Overview of Requirements

Experience – 2,000 Hours earned through full- or part-time work

  • Experience is defined as direct experience using clinical skills to treat alcohol/drug use disorder clients at a program licensed to provide substance abuse services by the state of Michigan. The experience may be as a paid or volunteer employee and must be in the IC RC/AADC Performance Domains and the Twelve Core Counseling Functions.

Education – Master’s Degree **Degree or license at a Master’s Level must be in Psychology, Clinical Social Work, Counseling, or Marriage and Family Therapy with a clinical application, having included a supervised internship or practicum within the degree. Degree must be from a regionally accredited institution of higher learning. Experiential degrees are not accepted.

186 total contact hours. 180 training that are specific to substance abuse and six (6) hours of face-to-face, MCBAP approved education specific to counseling/professional ethics. See instructions for detail on accepted education.

Education is defined as formal classroom education (workshops, seminars, institutes, in-services, and college/university work) or home study courses (internet, correspondence, teleconference). Course credits awarded within experiential degrees are not accepted.

Supervised Practical Training- 300 hours of direct supervision specific to the treatment of alcohol/drug use disorder clients (with a minimum of 10 hours in each of the Core Functions)

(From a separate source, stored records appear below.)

//! Emulator AccountsState: per-epoch stake snapshots for ratification

use crate::state::AccountState;
use emulator_common::{DRepChoice, Epoch, Lovelace, PoolId, StakeAddress};
use imbl::OrdMap;
use std::collections::BTreeMap;
use tracing::debug;

/// Reward-balance stake delegated to each DRep and each pool, taken at the end of an epoch
#[derive(Debug, Default, Clone, PartialEq, Eq, serde::Serialize)]
pub struct StakeSnapshot {
    /// Epoch it's for (the one that has just ended)
    pub epoch: Epoch,

    /// Stake per DRep choice, predefined choices included
    pub dreps: BTreeMap<DRepChoice, Lovelace>,

    /// Stake per pool operator
    pub spos: BTreeMap<PoolId, Lovelace>,
}

impl StakeSnapshot {
    /// Aggregate the current accounts. Accounts with a zero balance are skipped,
    /// and so are delegations to pools that are no longer registered.
    pub fn new<P>(
        epoch: Epoch,
        accounts: &OrdMap<StakeAddress, AccountState>,
        spos: &OrdMap<PoolId, P>,
    ) -> Self
    where
        P: Clone,
    {
        let mut snapshot = Self {
            epoch,
            ..Self::default()
        };

        for account in accounts.values().filter(|a| a.rewards > 0) {
            if let Some(drep) = &account.delegated_drep {
                let stake = snapshot.dreps.entry(*drep).or_default();
                *stake = stake.saturating_add(account.rewards);
            }
            if let Some(spo) = account.delegated_spo.filter(|spo| spos.contains_key(spo)) {
                let stake = snapshot.spos.entry(spo).or_default();
                *stake = stake.saturating_add(account.rewards);
            }
        }

        debug!(
            epoch,
            dreps = snapshot.dreps.len(),
            spos = snapshot.spos.len(),
            "Stake snapshot: {:?} {:?}",
            snapshot.dreps,
            snapshot.spos
        );
        snapshot
    }

    pub fn drep_stake(&self, drep: &DRepChoice) -> Lovelace {
        self.dreps.get(drep).copied().unwrap_or(0)
    }

    pub fn spo_stake(&self, spo: &PoolId) -> Lovelace {
        self.spos.get(spo).copied().unwrap_or(0)
    }
}
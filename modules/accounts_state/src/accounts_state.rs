//! Ledger emulator accounts state module
//! Reward accounts, pools, pots and the stake snapshots ratification reads

mod monetary;
mod snapshot;
mod state;

pub use monetary::Pots;
pub use snapshot::StakeSnapshot;
pub use state::{AccountState, PoolState, State as AccountsState};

  • Supervised Practical Training (Supervised Experience) is defined as a formal, systematic process that focuses on skill development and integration of knowledge. This training must take place in a setting where alcohol/drug use disorder treatment is being provided. Training must be specifically related to the IC RC/AADC Performance Domains including the Twelve Core Counseling Functions. This training must occur as part of eligible work experience and may be completed under more than one supervisor.

Testing – IC RC/AADC Written Exam passing score.

Applicants are required to pass the International Certification and Reciprocity Consortium/Advanced Alcohol and Drug Counselor (IC RC/AADC) written examination as part of their CAADC requirement. There are no prerequisites to take the exam. A passing score is based upon the total score. If you fail the exam, you must register again and retake the entire exam.

Fee – Submit completed application with a $150.00 two-year initial certification fee.

  • Forty (40) hours of approved continuing education training is required for a two (2) year certification period or twenty (20) hours of approved continuing education training is required for a one (1) year certification period. Time period is since the beginning of your previous certification period with a minimum of 50% of contact hours specific to substance abuse.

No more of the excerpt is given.